Menurut dia, di antara kebijakan tersebut adalah perbaikan trotoar atau jaluar pedestrian untuk pejalan kaki. Kemudian, pengintegrasian pejalan kaki dengan kendaraan umum melalui halte yang terhubung MRT, LRT, BRT, KCI, dan park and ride di sebagian besar area jalanan Ibu Kota. Selain itu, terdapat area penghijauan di beberapa jalan protokol dengan menanam tanaman penyerap polusi tinggi.

Pihaknya juga menegakkan hukum terhadap industri yang cerobongnya terbukti mencemari udara di Jakarta. Sanksi yang diberikan kepada pabrik yang mencemari udara di Jakarta berupa paksaan memperbaiki cerobong pembuangan udaranya dalam waktu 45 hari. Terbaru, kata dia, dua perusahaan yang mendapatkan sanksi tersebut adalah PT Indonesia Acid Industry dan PT Mahkota Indonesia di wilayah Jakarta Timur.
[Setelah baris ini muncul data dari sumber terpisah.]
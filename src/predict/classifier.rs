//! Binary classifier inference.
//!
//! The model is trained in Python (scikit-learn `SVC`) and exported as JSON;
//! this module evaluates the decision function only, no training.
//!
//! Export shape:
//!
//! ```text
//! {
//!   "kernel": "rbf", "gamma": 0.111,
//!   "classes": [0, 1],
//!   "support_vectors": [[... 9 standardized features ...], ...],
//!   "dual_coef": [...],
//!   "intercept": -0.42
//! }
//! ```

use serde::{Deserialize, Serialize};

use super::ArtifactError;
use crate::data::model::FEATURE_COUNT;

/// Anything that maps a standardized feature vector to a class label.
pub trait Classifier {
    fn predict(&self, features: &[f64; FEATURE_COUNT]) -> i64;
}

/// Kernel function and its hyper-parameters, named as scikit-learn does.
#[derive(Debug, Clone, PartialEq, Serialize, Deserialize)]
#[serde(tag = "kernel", rename_all = "lowercase")]
pub enum Kernel {
    Linear,
    Rbf { gamma: f64 },
    Poly { gamma: f64, coef0: f64, degree: u32 },
    Sigmoid { gamma: f64, coef0: f64 },
}

impl Kernel {
    fn eval(&self, a: &[f64], b: &[f64]) -> f64 {
        match *self {
            Kernel::Linear => dot(a, b),
            Kernel::Rbf { gamma } => {
                let sq: f64 = a.iter().zip(b).map(|(x, y)| (x - y).powi(2)).sum();
                (-gamma * sq).exp()
            }
            Kernel::Poly {
                gamma,
                coef0,
                degree,
            } => (gamma * dot(a, b) + coef0).powi(i32::try_from(degree).unwrap_or(i32::MAX)),
            Kernel::Sigmoid { gamma, coef0 } => (gamma * dot(a, b) + coef0).tanh(),
        }
    }

    fn params(&self) -> Vec<f64> {
        match *self {
            Kernel::Linear => Vec::new(),
            Kernel::Rbf { gamma } => vec![gamma],
            Kernel::Poly { gamma, coef0, .. } | Kernel::Sigmoid { gamma, coef0 } => {
                vec![gamma, coef0]
            }
        }
    }
}

fn dot(a: &[f64], b: &[f64]) -> f64 {
    a.iter().zip(b).map(|(x, y)| x * y).sum()
}

/// A fitted two-class support-vector classifier.
#[derive(Debug, Clone, PartialEq, Serialize, Deserialize)]
pub struct SvmClassifier {
    #[serde(flatten)]
    pub kernel: Kernel,
    /// `[negative, positive]` labels; positive wins when the decision value is > 0.
    pub classes: Vec<i64>,
    pub support_vectors: Vec<Vec<f64>>,
    pub dual_coef: Vec<f64>,
    pub intercept: f64,
}

impl SvmClassifier {
    /// Structural checks run once after loading.
    pub fn validate(&self) -> Result<(), ArtifactError> {
        if self.classes.len() != 2 {
            return Err(ArtifactError::ClassCount(self.classes.len()));
        }
        if self.support_vectors.is_empty() {
            return Err(ArtifactError::NoSupportVectors);
        }
        if let Some(sv) = self
            .support_vectors
            .iter()
            .find(|sv| sv.len() != FEATURE_COUNT)
        {
            return Err(ArtifactError::FeatureCount {
                expected: FEATURE_COUNT,
                found: sv.len(),
            });
        }
        if self.dual_coef.len() != self.support_vectors.len() {
            return Err(ArtifactError::DualCoefLength {
                expected: self.support_vectors.len(),
                found: self.dual_coef.len(),
            });
        }
        if self.support_vectors.iter().flatten().any(|v| !v.is_finite()) {
            return Err(ArtifactError::NonFinite {
                field: "support_vectors",
            });
        }
        if self.dual_coef.iter().any(|v| !v.is_finite()) {
            return Err(ArtifactError::NonFinite { field: "dual_coef" });
        }
        if let Kernel::Poly { degree, .. } = self.kernel {
            if i32::try_from(degree).is_err() {
                return Err(ArtifactError::Degree(degree));
            }
        }
        if !self.intercept.is_finite() || self.kernel.params().iter().any(|v| !v.is_finite()) {
            return Err(ArtifactError::NonFinite { field: "intercept" });
        }
        Ok(())
    }

    /// Signed distance from the separating surface.
    pub fn decision_function(&self, features: &[f64; FEATURE_COUNT]) -> f64 {
        self.support_vectors
            .iter()
            .zip(&self.dual_coef)
            .map(|(sv, coef)| coef * self.kernel.eval(sv, features))
            .sum::<f64>()
            + self.intercept
    }

    pub fn n_support(&self) -> usize {
        self.support_vectors.len()
    }
}

impl Classifier for SvmClassifier {
    fn predict(&self, features: &[f64; FEATURE_COUNT]) -> i64 {
        if self.decision_function(features) > 0.0 {
            self.classes[1]
        } else {
            self.classes[0]
        }
    }
}
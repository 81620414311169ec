use eframe::egui::{self, RichText, Ui};

use crate::state::{AppState, Page};
use crate::theme;

const FOOTER: &str = "© 2024 created by varaprasad and team. All rights reserved.";

// ---------------------------------------------------------------------------
// Left side panel – navigation
// ---------------------------------------------------------------------------

/// Render the left navigation panel.
pub fn side_panel(ui: &mut Ui, state: &mut AppState) {
    ui.add_space(4.0);
    ui.heading("Water Quality Analysis");
    ui.separator();

    let mut selected = state.page;
    for page in Page::ALL {
        ui.radio_value(&mut selected, page, page.title());
    }
    state.navigate(selected);

    ui.separator();

    ui.with_layout(egui::Layout::bottom_up(egui::Align::Min), |ui: &mut Ui| {
        ui.label(RichText::new(FOOTER).small());
    });
}

// ---------------------------------------------------------------------------
// Top bar
// ---------------------------------------------------------------------------

/// Render the top menu / toolbar.
pub fn top_bar(ui: &mut Ui, state: &mut AppState) {
    egui::menu::bar(ui, |ui: &mut Ui| {
        ui.menu_button("File", |ui: &mut Ui| {
            if ui.button("Clear form").clicked() {
                state.reset_inputs();
                ui.close_menu();
            }
            if ui.button("Quit").clicked() {
                ui.ctx().send_viewport_cmd(egui::ViewportCommand::Close);
            }
        });

        ui.menu_button("View", |ui: &mut Ui| {
            for page in Page::ALL {
                if ui.button(page.title()).clicked() {
                    state.navigate(page);
                    ui.close_menu();
                }
            }
        });

        ui.separator();

        if let Some(summary) = &state.artifact_summary {
            ui.label(RichText::new(summary).color(theme::ACCENT));
        }
    });
}

#[cfg(test)]
mod tests {
    use super::*;

    #[test]
    fn footer_credits_the_authors() {
        assert_eq!(
            FOOTER,
            "© 2024 created by varaprasad and team. All rights reserved."
        );
    }
}
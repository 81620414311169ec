//! Water quality assessment: range checks on nine measurements and a
//! potability verdict from a pre-trained classifier.

pub mod app;
pub mod config;
pub mod data;
pub mod predict;
pub mod state;
pub mod theme;
pub mod ui;
use eframe::egui;

use crate::predict::decision::Predictor;
use crate::state::{AppState, Page};
use crate::ui::{form, pages, panels};

// ---------------------------------------------------------------------------
// eframe App implementation
// ---------------------------------------------------------------------------

pub struct PotabilityApp {
    pub state: AppState,
    predictor: Predictor,
}

impl PotabilityApp {
    /// Wrap the startup-loaded predictor; `summary` is shown in the top bar.
    pub fn new(predictor: Predictor, summary: impl Into<String>) -> Self {
        let mut state = AppState::default();
        state.artifact_summary = Some(summary.into());
        Self { state, predictor }
    }
}

impl eframe::App for PotabilityApp {
    fn update(&mut self, ctx: &egui::Context, _frame: &mut eframe::Frame) {
        // ---- Top panel: menu bar ----
        egui::TopBottomPanel::top("top_bar").show(ctx, |ui| {
            panels::top_bar(ui, &mut self.state);
        });

        // ---- Left side panel: navigation ----
        egui::SidePanel::left("nav_panel")
            .default_width(220.0)
            .resizable(true)
            .show(ctx, |ui| {
                panels::side_panel(ui, &mut self.state);
            });

        // ---- Central panel: current page ----
        egui::CentralPanel::default().show(ctx, |ui| match self.state.page {
            Page::Home => pages::home_page(ui),
            Page::Prediction => form::prediction_page(ui, &mut self.state, &self.predictor),
            Page::Details => pages::details_page(ui),
            Page::Contact => pages::contact_page(ui),
        });
    }
}
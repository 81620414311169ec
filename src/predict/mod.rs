//! Prediction layer: standardization, classification, and the decision
//! procedure that ties them to the range checks.
//!
//! ```text
//!   raw form strings
//!        │
//!        ▼
//!   ┌────────────┐
//!   │ ReadingSet  │  parse, blank → absent
//!   └────────────┘
//!        │
//!        ▼
//!   ┌────────────┐   any value > max
//!   │  decision   │ ─────────────────▶ Contaminated(exceedances)
//!   └────────────┘
//!        │ all within range
//!        ▼
//!   ┌────────────┐     ┌────────────┐
//!   │   scaler    │ ──▶ │ classifier │ ──▶ Verdict
//!   └────────────┘     └────────────┘
//! ```

use anyhow::{bail, Context, Result};
use thiserror::Error;

use crate::config::{AppConfig, ScalerSource};
use crate::data::loader;
use decision::Predictor;
use scaler::StandardScaler;

pub mod classifier;
pub mod decision;
pub mod scaler;

/// A loaded artifact is structurally unusable.
#[derive(Debug, Error)]
pub enum ArtifactError {
    #[error("expected {expected} features, found {found}")]
    FeatureCount { expected: usize, found: usize },

    #[error("feature {index} is '{found}', expected '{expected}'")]
    FeatureName {
        index: usize,
        expected: String,
        found: String,
    },

    #[error("{field} contains a non-finite value")]
    NonFinite { field: &'static str },

    #[error("scale for feature {index} must be positive, got {value}")]
    NonPositiveScale { index: usize, value: f64 },

    #[error("binary classifier needs exactly 2 classes, found {0}")]
    ClassCount(usize),

    #[error("classifier has no support vectors")]
    NoSupportVectors,

    #[error("dual_coef has {found} entries for {expected} support vectors")]
    DualCoefLength { expected: usize, found: usize },

    #[error("polynomial degree {0} is out of range")]
    Degree(u32),

    #[error("feature table has no rows")]
    EmptyTable,

    #[error("feature table column '{0}' has no values")]
    EmptyColumn(&'static str),
}

/// Load the classifier and scaler named by `config` into a [`Predictor`].
///
/// Also returns where the scaler came from. Any failure here is fatal: the
/// app does not start without both.
pub fn load_predictor(config: &AppConfig) -> Result<(Predictor, ScalerSource)> {
    let model = loader::load_classifier(&config.model_path)?;
    log::info!(
        "Loaded classifier {} ({} support vectors)",
        config.model_path.display(),
        model.n_support()
    );

    let Some(source) = config.scaler_source() else {
        bail!(
            "no scaler: neither {} nor {} exists",
            config.scaler_path.display(),
            config.feature_table_path.display()
        );
    };

    let scaler = match &source {
        ScalerSource::Persisted(path) => {
            let scaler = loader::load_scaler(path)?;
            log::info!("Loaded scaler {}", path.display());
            scaler
        }
        ScalerSource::FitFromTable(path) => {
            log::warn!(
                "No scaler at {}; fitting from {}. Persist one with `fit_scaler` to pin serving normalization.",
                config.scaler_path.display(),
                path.display()
            );
            let table = loader::load_feature_table(path)?;
            StandardScaler::fit(&table)
                .with_context(|| format!("fitting scaler on {}", path.display()))?
        }
    };

    let predictor = Predictor::new(scaler, Box::new(model))?;
    Ok((predictor, source))
}
//! App - アプリケーション層
//!
//! ports を組み合わせてユースケースを実装します。
//!
//! # 主要コンポーネント
//! - **TodoService**: read → rule → write（create / update / toggle / delete）
//! - **TodoServiceBuilder**: ストレージ・時計・イベント出力のワイヤリング
//! - **AppConfig**: 設定ファイル + 環境変数

pub mod builder;
pub mod config;
pub mod service;

pub use self::builder::{BuildError, TodoServiceBuilder};
pub use self::config::{AppConfig, ConfigError, StorageBackend, StorageKind};
pub use self::service::TodoService;
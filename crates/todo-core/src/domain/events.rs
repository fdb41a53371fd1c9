//! Events - ドメインイベント
//!
//! service 層が書き込みに成功した後に発行し、`EventSink` に渡します。
//! no-op の toggle ではイベントは発行されません。

use serde::{Deserialize, Serialize};

use super::ids::TodoId;
use super::state::TodoState;

/// TodoEvent はドメインで発生したイベント
#[derive(Debug, Clone, PartialEq, Eq, Serialize, Deserialize)]
#[serde(tag = "event", rename_all = "snake_case")]
pub enum TodoEvent {
    Created { id: TodoId, state: TodoState },
    Updated { id: TodoId, state: TodoState },
    Toggled { id: TodoId, from: TodoState, to: TodoState },
    Deleted { id: TodoId },
}

impl TodoEvent {
    pub fn todo_id(&self) -> TodoId {
        match self {
            TodoEvent::Created { id, .. }
            | TodoEvent::Updated { id, .. }
            | TodoEvent::Toggled { id, .. }
            | TodoEvent::Deleted { id } => *id,
        }
    }

    pub fn name(&self) -> &'static str {
        match self {
            TodoEvent::Created { .. } => "created",
            TodoEvent::Updated { .. } => "updated",
            TodoEvent::Toggled { .. } => "toggled",
            TodoEvent::Deleted { .. } => "deleted",
        }
    }
}
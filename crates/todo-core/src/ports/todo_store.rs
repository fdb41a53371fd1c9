//! TodoStore port - todo の永続化（storage adapter）
//!
//! バックエンド（メモリ / JSON ファイル）は構築時に明示的に注入します。
//! 実行環境を見て暗黙に切り替えることはしません。

use async_trait::async_trait;
use thiserror::Error;

use crate::domain::{Todo, TodoDraft, TodoId};

/// StoreError はストレージ層のエラー
///
/// service 層は変換せずに `TodoError::Store` として呼び出し側へ返します。
#[derive(Debug, Error)]
pub enum StoreError {
    #[error("storage I/O failed: {0}")]
    Io(#[from] std::io::Error),

    #[error("storage serialization failed: {0}")]
    Serialization(#[from] serde_json::Error),

    #[error("storage is corrupted: {0}")]
    Corrupted(String),
}

/// TodoStore は todo レコードの正本（source of truth）
///
/// # 契約
/// - `insert` が ID を採番する。ID は 1 から単調増加し、削除後も再利用しない
/// - 存在しない ID への `get` / `update` は `None`、`delete` は `false`（エラーではない）
/// - 1 回の呼び出しが 1 つのアトミックな書き込み単位
#[async_trait]
pub trait TodoStore: Send + Sync {
    /// All todos ordered by id.
    async fn all(&self) -> Result<Vec<Todo>, StoreError>;

    async fn get(&self, id: TodoId) -> Result<Option<Todo>, StoreError>;

    /// Store a draft and return it with its assigned id.
    async fn insert(&self, draft: TodoDraft) -> Result<Todo, StoreError>;

    /// Replace the stored record with the same id. `None` if it does not exist.
    async fn update(&self, todo: Todo) -> Result<Option<Todo>, StoreError>;

    /// Remove a record. `false` if it did not exist.
    async fn delete(&self, id: TodoId) -> Result<bool, StoreError>;
}
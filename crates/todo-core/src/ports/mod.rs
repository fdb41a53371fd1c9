//! Ports - 抽象化レイヤー
//!
//! Hexagonal Architecture の「ポート」を定義します。
//! service 層はこれらの trait だけに依存し、実装は `impls` に置きます。

pub mod clock;
pub mod event_sink;
pub mod todo_store;

pub use self::clock::{Clock, FixedClock, SystemClock};
pub use self::event_sink::EventSink;
pub use self::todo_store::{StoreError, TodoStore};
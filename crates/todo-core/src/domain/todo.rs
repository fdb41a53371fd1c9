//! Todo record and the request types that create / modify it.

use chrono::{DateTime, NaiveDate, Utc};
use serde::{Deserialize, Serialize};

use super::errors::{Result, TodoError};
use super::ids::TodoId;
use super::priority::Priority;
use super::state::{TodoState, TodoStatus};

/// Todo record.
///
/// Design:
/// - `id` はストアが採番し、以後変わらない。
/// - status と priority は `state` にまとめて持つ（`TodoState` 参照）。
/// - タイムスタンプは service 層が設定する。rule engine は触らない。
#[derive(Debug, Clone, PartialEq, Eq, Serialize, Deserialize)]
pub struct Todo {
    pub id: TodoId,
    pub title: String,
    #[serde(default)]
    pub description: Option<String>,
    #[serde(default)]
    pub due_date: Option<NaiveDate>,
    #[serde(flatten)]
    pub state: TodoState,
    pub created_at: DateTime<Utc>,
    pub updated_at: DateTime<Utc>,
}

impl Todo {
    /// Attach a store-assigned id to a draft.
    pub fn from_draft(id: TodoId, draft: TodoDraft) -> Self {
        Self {
            id,
            title: draft.title,
            description: draft.description,
            due_date: draft.due_date,
            state: draft.state,
            created_at: draft.created_at,
            updated_at: draft.created_at,
        }
    }

    pub fn status(&self) -> TodoStatus {
        self.state.status()
    }

    pub fn priority(&self) -> Option<Priority> {
        self.state.priority()
    }

    /// Mark the record as modified at `now`.
    pub fn touch(&mut self, now: DateTime<Utc>) {
        self.updated_at = now;
    }
}

/// A todo that has been validated and stamped but not yet stored (no id).
#[derive(Debug, Clone, PartialEq, Eq)]
pub struct TodoDraft {
    pub title: String,
    pub description: Option<String>,
    pub due_date: Option<NaiveDate>,
    pub state: TodoState,
    pub created_at: DateTime<Utc>,
}

/// Create request.
///
/// 新しい todo は常に active で作成される。priority 省略時は `Priority::TOP`。
#[derive(Debug, Clone, Default, PartialEq, Eq, Serialize, Deserialize)]
pub struct NewTodo {
    pub title: String,
    #[serde(default)]
    pub description: Option<String>,
    #[serde(default)]
    pub due_date: Option<NaiveDate>,
    #[serde(default)]
    pub priority: Option<Priority>,
}

impl NewTodo {
    pub fn new(title: impl Into<String>) -> Self {
        Self {
            title: title.into(),
            ..Self::default()
        }
    }

    pub fn with_description(mut self, description: impl Into<String>) -> Self {
        self.description = Some(description.into());
        self
    }

    pub fn with_due_date(mut self, due_date: NaiveDate) -> Self {
        self.due_date = Some(due_date);
        self
    }

    pub fn with_priority(mut self, priority: Priority) -> Self {
        self.priority = Some(priority);
        self
    }

    /// Validate and turn into a draft stamped with `now`.
    pub fn into_draft(self, now: DateTime<Utc>) -> Result<TodoDraft> {
        let title = validate_title(self.title)?;
        Ok(TodoDraft {
            title,
            description: self.description,
            due_date: self.due_date,
            state: TodoState::active(self.priority.unwrap_or(Priority::TOP)),
            created_at: now,
        })
    }
}

/// Generic field update.
///
/// `Option<Option<T>>` のフィールドは `Some(None)` でクリア、`None` で変更なし。
///
/// `status` を直接指定した場合、priority の自動調整は行わない。
/// 現在の priority をそのまま新しい状態へ持ち越し、同じ patch の `priority` があればそれで上書きする。
#[derive(Debug, Clone, Default, PartialEq, Eq, Serialize, Deserialize)]
pub struct TodoPatch {
    #[serde(default)]
    pub title: Option<String>,
    #[serde(default, skip_serializing_if = "Option::is_none")]
    pub description: Option<Option<String>>,
    #[serde(default, skip_serializing_if = "Option::is_none")]
    pub due_date: Option<Option<NaiveDate>>,
    #[serde(default)]
    pub status: Option<TodoStatus>,
    #[serde(default)]
    pub priority: Option<Priority>,
}

impl TodoPatch {
    pub fn is_empty(&self) -> bool {
        *self == Self::default()
    }

    /// Apply to `todo` in place. Timestamps are left to the caller.
    ///
    /// Validation happens before any field is written, so on error `todo` is untouched.
    pub fn apply(self, todo: &mut Todo) -> Result<()> {
        let title = self.title.map(validate_title).transpose()?;
        let state = patched_state(todo, self.status, self.priority)?;

        if let Some(title) = title {
            todo.title = title;
        }
        if let Some(description) = self.description {
            todo.description = description;
        }
        if let Some(due_date) = self.due_date {
            todo.due_date = due_date;
        }
        todo.state = state;
        Ok(())
    }
}

fn patched_state(
    todo: &Todo,
    status: Option<TodoStatus>,
    priority: Option<Priority>,
) -> Result<TodoState> {
    let status = status.unwrap_or_else(|| todo.status());
    let priority = priority.or_else(|| todo.priority());
    Ok(match status {
        TodoStatus::Active => TodoState::Active {
            priority: priority.ok_or(TodoError::MissingPriority(todo.id))?,
        },
        TodoStatus::Completed => TodoState::Completed { priority },
        TodoStatus::Archived => TodoState::Archived { priority },
    })
}

fn validate_title(title: String) -> Result<String> {
    let trimmed = title.trim();
    if trimmed.is_empty() {
        return Err(TodoError::EmptyTitle);
    }
    if trimmed.len() == title.len() {
        Ok(title)
    } else {
        Ok(trimmed.to_string())
    }
}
Andono mengatakan, Dinas LH DKI Jakarta saat ini segera membuat regulasi untuk memperketat persyaratan teknis terkait pengendalian pencemaran udara dari sumber tidak bergerak. Di antaranya adalah mewajibkan cerobong industri besar dan berpotensi tinggi mencemari udara agar dilengkapi continuous emission monitoring system (CEMS).

"Alat ini adalah sistem pemantauan lengkap yang dapat mengukur lima parameter kualitas udara berupa CO, CO2, SO2, NOx, O2, dan partikulat secara terus-menerus," katanya.

Terkait berkurangnya air tanah, Andono menyebut, pihaknya telah menggencarkan pembuatan sumur biopori sebagai sarana resapan air. Ia menegaskan, semua bangunan, termasuk gedung bertingkat apalagi yang menggunakan air tanah, sudah diwajibkan membuat sumur resapan biopori secara masif. Selain menjadi sumber resapan air, biopori juga membantu mencegah munculnya genangan air penyebab banjir.

"Sumur biopori bisa membantu tanah menyerap air lebih banyak. Selain itu, langkah lain untuk mencegah masifnya penggunaan air tanah, pemda menyiapkan infrastruktur sumber daya air dan menggalakkan penggunaan air PAM. Tapi, itu bekerja sama dengan Dinas Sumber Daya Air dan PAM Jaya," kata Andono.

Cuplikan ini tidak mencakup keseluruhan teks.